In January 2026, BlackRock filed for a covered-call Bitcoin ETF — a product that writes options on IBIT to generate monthly income and reduce volatility exposure. This is Bitcoin being fitted into the traditional financial product mold: income generation, volatility smoothing, RIA-friendly allocation. One commentator called it 'the white flag of volatility' — the sign that Bitcoin is being remade as a traditional asset class.
Wells Fargo now accepts Bitcoin as Tier 1 collateral for credit facilities. U.S. Bancorp has resumed Bitcoin custody with ETF support. The integration is accelerating. Each step makes Bitcoin more accessible and more captured by the same intermediary structures it was designed to bypass.
This isn't inherently bad. Institutional adoption increases liquidity, reduces volatility over time, and broadens the holder base. The question is whether holders understand the difference between Bitcoin exposure and Bitcoin ownership. An ETF gives you price exposure. It does not give you the ability to transact without permission, to hold wealth outside the banking system, or to resist seizure.
If you hold IBIT, here is your counterparty chain: BlackRock (fund sponsor), Coinbase Custody (Bitcoin custodian), the SEC (regulatory authority that can freeze or modify ETF operations), the DTCC (settlement infrastructure), your brokerage (which holds your IBIT shares), and the U.S. legal system (which determines what happens in bankruptcy). Each entity can, under various circumstances, restrict your access, freeze your position, or subordinate your claim.
Compare this to holding Bitcoin in self-custody: you hold the keys, you broadcast your own transactions, and no single entity can prevent you from accessing your funds. The difference isn't theoretical. It's the difference between holding a claim and holding an asset.
What This Means for You
If you hold Bitcoin through an ETF for tax-advantaged accounts (IRAs, 401ks), that's a legitimate use case — self-custody isn't available inside those wrappers. Understand the tradeoffs you're accepting: convenience and tax efficiency in exchange for counterparty risk and zero sovereignty.
If you hold Bitcoin outside tax-advantaged accounts through an ETF because it's easier than self-custody, the question to ask yourself is: what am I actually paying for that ease?

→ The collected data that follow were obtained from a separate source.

#![forbid(unsafe_code)]

use log::debug;
use rustc_hash::FxHashSet;
use smallvec::SmallVec;

use terma_terms::Term;
use terma_terms::TermBuilder;
use terma_terms::TermError;
use terma_terms::TermKind;
use terma_terms::TermVar;
use terma_terms::cons;
use terma_terms::list;
use terma_utilities::debug_trace;

use crate::UnificationError;

/// The operations of a union-find backed substitution that the engine needs.
pub(crate) trait BindingStore {
    /// Returns the representative of the class of the variable.
    fn representative(&mut self, var: &TermVar) -> Option<TermVar>;

    /// Returns the value of the class of the variable.
    fn class_value(&self, var: &TermVar) -> Option<Term>;

    /// Sets the value of the class of the variable, adding the variable when it is unknown.
    fn bind(&mut self, var: TermVar, term: Term);

    /// Merges the classes of both variables. Returns the value of the
    /// absorbed class and the value of the surviving class when both had one.
    fn merge(&mut self, left: TermVar, right: TermVar) -> Option<(Term, Term)>;
}

/// Extends the store such that the terms of every pair become equal.
///
/// Returns an error when that is not possible, in which case the store is
/// left in an unspecified state.
pub(crate) fn unify_pairs<S: BindingStore>(
    store: &mut S,
    pairs: impl IntoIterator<Item = (Term, Term)>,
) -> Result<(), UnificationError> {
    let mut worklist: Vec<(Term, Term)> = pairs.into_iter().collect();
    worklist.reverse();

    // Pairs with a concatenation that can only be solved once its variable is bound.
    let mut postponed: Vec<(Term, Term)> = Vec::new();

    let mut steps = 0usize;
    let mut bindings = 0usize;
    let mut bindings_at_retry = 0usize;
    loop {
        while let Some((left, right)) = worklist.pop() {
            steps += 1;
            debug_trace!("Unifying {left} and {right}");

            if left == right {
                continue;
            }

            match (left.as_var(), right.as_var()) {
                (Some(left), Some(right)) => {
                    bindings += usize::from(unify_variables(store, left, right, &mut worklist)?)
                }
                (Some(var), None) => bindings += usize::from(unify_variable(store, var, &right, &mut worklist)?),
                (None, Some(var)) => bindings += usize::from(unify_variable(store, var, &left, &mut worklist)?),
                (None, None) => unify_terms(store, left, right, &mut worklist, &mut postponed)?,
            }
        }

        if postponed.is_empty() {
            break;
        }

        if bindings == bindings_at_retry {
            let (left, right) = postponed.swap_remove(0);
            return Err(UnificationError::Mismatch {
                left,
                right,
                reason: "the concatenation has no unique solution while its variable is unbound".to_string(),
            });
        }

        debug_trace!("Retrying {} postponed pairs", postponed.len());
        bindings_at_retry = bindings;
        worklist.extend(postponed.drain(..).rev());
    }

    debug!("Unification succeeded after {steps} steps with {bindings} new bindings");
    Ok(())
}

/// Unifies a variable with a term that is not a variable. Returns true iff
/// the class of the variable has been bound.
fn unify_variable<S: BindingStore>(
    store: &mut S,
    var: &TermVar,
    term: &Term,
    worklist: &mut Vec<(Term, Term)>,
) -> Result<bool, UnificationError> {
    let representative = store.representative(var).unwrap_or_else(|| var.clone());

    if let Some(value) = store.class_value(&representative) {
        worklist.push((value, term.clone()));
        return Ok(false);
    }

    occurs_check(store, var, &representative, term)?;
    debug_trace!("Binding {representative} to {term}");
    store.bind(representative, term.clone());
    Ok(true)
}

/// Unifies two variables by merging their classes. Returns true iff the
/// classes were different.
fn unify_variables<S: BindingStore>(
    store: &mut S,
    left: &TermVar,
    right: &TermVar,
    worklist: &mut Vec<(Term, Term)>,
) -> Result<bool, UnificationError> {
    let left_representative = store.representative(left).unwrap_or_else(|| left.clone());
    let right_representative = store.representative(right).unwrap_or_else(|| right.clone());
    if left_representative == right_representative {
        return Ok(false);
    }

    // The merged class is bound to the value of either side, so neither
    // representative may occur in the value of the other side.
    if let Some(value) = store.class_value(&left_representative) {
        occurs_check(store, right, &right_representative, &value)?;
    }
    if let Some(value) = store.class_value(&right_representative) {
        occurs_check(store, left, &left_representative, &value)?;
    }

    debug_trace!("Merging {left_representative} and {right_representative}");
    if let Some((from, into)) = store.merge(left_representative, right_representative) {
        worklist.push((from, into));
    }

    Ok(true)
}

/// Unifies two terms that are not variables. A pair with a concatenation that
/// cannot be decided yet is added to `postponed`.
fn unify_terms<S: BindingStore>(
    store: &mut S,
    left: Term,
    right: Term,
    worklist: &mut Vec<(Term, Term)>,
    postponed: &mut Vec<(Term, Term)>,
) -> Result<(), UnificationError> {
    // A concatenation can be resolved further once its variable is bound.
    if let Some(resolved) = resolve_concatenation(store, &left)? {
        worklist.push((resolved, right));
        return Ok(());
    }
    if let Some(resolved) = resolve_concatenation(store, &right)? {
        worklist.push((left, resolved));
        return Ok(());
    }

    let solved = match (left.kind(), right.kind()) {
        (TermKind::Concat { .. }, TermKind::Concat { .. }) => None,
        (TermKind::Concat { .. }, _) => Some(unify_concatenation(store, &left, &right, worklist)?),
        (_, TermKind::Concat { .. }) => Some(unify_concatenation(store, &right, &left, worklist)?),
        _ => None,
    };
    match solved {
        Some(true) => return Ok(()),
        Some(false) => {
            debug_trace!("Postponing {left} and {right}");
            postponed.push((left, right));
            return Ok(());
        }
        None => {}
    }

    if !left.equals(&right, false, false) {
        return Err(mismatch(&left, &right));
    }

    let children: SmallVec<[(Term, Term); 4]> = left.children().cloned().zip(right.children().cloned()).collect();
    worklist.extend(children.into_iter().rev());
    Ok(())
}

/// Unifies a concatenation whose variable is unbound with a term that is
/// neither a variable nor a concatenation. The known elements at the front of
/// both lists are unified pairwise. A concatenation `X ++ r` with a closed
/// list `r` against a closed list binds `X` to the elements in front of `r`.
///
/// Returns false when the pair can only be decided once more variables are bound.
fn unify_concatenation<S: BindingStore>(
    store: &mut S,
    concatenation: &Term,
    target: &Term,
    worklist: &mut Vec<(Term, Term)>,
) -> Result<bool, UnificationError> {
    let TermKind::Concat { left, right } = concatenation.kind() else {
        unreachable!("Only called with a concatenation");
    };

    if let Some(resolved) = resolve_tail(store, target)? {
        worklist.push((concatenation.clone(), resolved));
        return Ok(true);
    }

    let (elements, tail) = left
        .list_elements()
        .expect("The left operand of a concatenation is a list");
    let Some((target_elements, target_rest)) = target.list_elements() else {
        return Err(mismatch(concatenation, target));
    };

    let shared = elements.len().min(target_elements.len());
    if shared > 0 {
        let remainder = TermBuilder::concat_lists(&prepend(&elements[shared..], tail)?, right)?;
        worklist.push((remainder, prepend(&target_elements[shared..], target_rest)?));
        worklist.extend(
            elements[..shared]
                .iter()
                .cloned()
                .zip(target_elements[..shared].iter().cloned())
                .rev(),
        );
        return Ok(true);
    }

    if !elements.is_empty() {
        // The target is the empty list.
        return Err(mismatch(concatenation, target));
    }

    let (suffix, suffix_rest) = right
        .list_elements()
        .expect("The right operand of a concatenation is a list");
    if matches!(target_rest.kind(), TermKind::Nil) {
        if suffix.len() > target_elements.len() {
            return Err(mismatch(concatenation, target));
        }

        if matches!(suffix_rest.kind(), TermKind::Nil) {
            let split = target_elements.len() - suffix.len();
            worklist.extend(suffix.into_iter().zip(target_elements[split..].iter().cloned()).rev());
            worklist.push((tail, list(target_elements[..split].iter().cloned())));
            return Ok(true);
        }
    }

    Ok(false)
}

/// Returns the list with the value of its tail variable filled in, or `None`
/// when the list does not end in a bound variable.
fn resolve_tail<S: BindingStore>(store: &mut S, term: &Term) -> Result<Option<Term>, UnificationError> {
    let Some((elements, rest)) = term.list_elements() else {
        return Ok(None);
    };
    let Some(var) = rest.as_var() else {
        return Ok(None);
    };

    let Some(value) = store
        .representative(var)
        .and_then(|representative| store.class_value(&representative))
    else {
        return Ok(None);
    };

    Ok(Some(prepend(&elements, value)?))
}

/// Returns the list with the given elements in front of `tail`.
fn prepend(elements: &[Term], tail: Term) -> Result<Term, TermError> {
    elements.iter().rev().try_fold(tail, |tail, head| cons(head.clone(), tail))
}

/// Fails when the representative of the variable occurs in the term, after
/// following the values of the classes of its variables. Every subterm and
/// every class is visited at most once, and ground subterms are skipped.
fn occurs_check<S: BindingStore>(
    store: &mut S,
    variable: &TermVar,
    representative: &TermVar,
    term: &Term,
) -> Result<(), UnificationError> {
    let mut visited: FxHashSet<Term> = FxHashSet::default();
    let mut visited_classes: FxHashSet<TermVar> = FxHashSet::default();
    let mut stack = vec![term.clone()];

    while let Some(current) = stack.pop() {
        if current.is_ground() || !visited.insert(current.clone()) {
            continue;
        }

        let Some(occurrence) = current.as_var() else {
            stack.extend(current.children().cloned());
            continue;
        };

        let occurrence_representative = store
            .representative(occurrence)
            .unwrap_or_else(|| occurrence.clone());

        if occurrence_representative == *representative {
            return Err(UnificationError::OccursCheck {
                variable: variable.clone(),
                occurrence: occurrence.clone(),
                representative: occurrence_representative,
                term: term.clone(),
            });
        }

        if visited_classes.insert(occurrence_representative.clone()) {
            if let Some(value) = store.class_value(&occurrence_representative) {
                stack.push(value);
            }
        }
    }

    Ok(())
}

/// Returns the concatenation with the value of its variable filled in, or
/// `None` when the term is not a concatenation or its variable is unbound.
fn resolve_concatenation<S: BindingStore>(store: &mut S, term: &Term) -> Result<Option<Term>, UnificationError> {
    let TermKind::Concat { left, right } = term.kind() else {
        return Ok(None);
    };

    let (elements, tail) = left
        .list_elements()
        .expect("The left operand of a concatenation is a list");
    let var = tail
        .as_var()
        .expect("The left operand of a concatenation ends in a variable");

    let Some(value) = store
        .representative(var)
        .and_then(|representative| store.class_value(&representative))
    else {
        return Ok(None);
    };

    let prefix = TermBuilder::concat_lists(&list(elements), &value)?;
    Ok(Some(TermBuilder::concat_lists(&prefix, right)?))
}

fn mismatch(left: &Term, right: &Term) -> UnificationError {
    UnificationError::Mismatch {
        left: left.clone(),
        right: right.clone(),
        reason: mismatch_reason(left, right),
    }
}

/// Describes why the labels of both terms differ.
fn mismatch_reason(left: &Term, right: &Term) -> String {
    match (left.kind(), right.kind()) {
        (TermKind::Appl { op: left_op, args: left_args }, TermKind::Appl { op: right_op, args: right_args }) => {
            format!(
                "different constructors {left_op}/{} and {right_op}/{}",
                left_args.len(),
                right_args.len()
            )
        }
        (TermKind::Concat { .. }, _) | (_, TermKind::Concat { .. }) if left.is_list() && right.is_list() => {
            "the lengths of the concatenation and the list cannot match".to_string()
        }
        (left_kind, right_kind) if left_kind.name() == right_kind.name() => "different values".to_string(),
        (left_kind, right_kind) => format!("different kinds {} and {}", left_kind.name(), right_kind.name()),
    }
}

#[cfg(test)]
mod tests {
    use terma_terms::appl;
    use terma_terms::int;
    use terma_terms::nil;
    use terma_terms::string;
    use terma_terms::var;

    use super::*;

    #[test]
    fn test_mismatch_reason() {
        assert_eq!(
            mismatch_reason(&appl("Foo", [int(1)]), &appl("Bar", [])),
            "different constructors Foo/1 and Bar/0"
        );
        assert_eq!(mismatch_reason(&string("a"), &string("b")), "different values");
        assert_eq!(mismatch_reason(&int(1), &nil()), "different kinds integer and nil");

        let concatenation = TermBuilder::concat_lists(&var("XS"), &list([int(1)])).unwrap();
        assert!(mismatch_reason(&concatenation, &nil()).contains("concatenation"));
        assert_eq!(
            mismatch_reason(&int(0), &concatenation),
            "different kinds integer and concatenation"
        );
    }
}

The answer is every property that makes Bitcoin different from a stock. An ETF strips Bitcoin of its most important features — censorship resistance, seizure resistance, and independence from intermediaries — and sells you back the price exposure.
For any holdings you consider long-term wealth preservation, self-custody is the only arrangement that preserves Bitcoin's core properties. That means a hardware wallet, your own keys, and ideally your own node. The ETF is a gateway. It shouldn't be the destination.
What to Watch
Whether BlackRock actually diversifies custodianship to Anchorage or other providers. If $54 billion remains with a single custodian indefinitely, the concentration risk is a feature of the product, not a temporary condition. Also watch for in-kind creation and redemption approval — currently, IBIT uses cash settlement only, meaning every creation or redemption event involves a taxable conversion. In-kind settlement would improve the product's tax efficiency significantly and is expected to be approved eventually.
More broadly, track the share of total Bitcoin supply held in ETF structures. As that percentage grows, the practical implications of a custodian failure become systemic rather than product-specific. Understanding how much Bitcoin is held by intermediaries versus by individuals is a meaningful signal for the asset's resilience.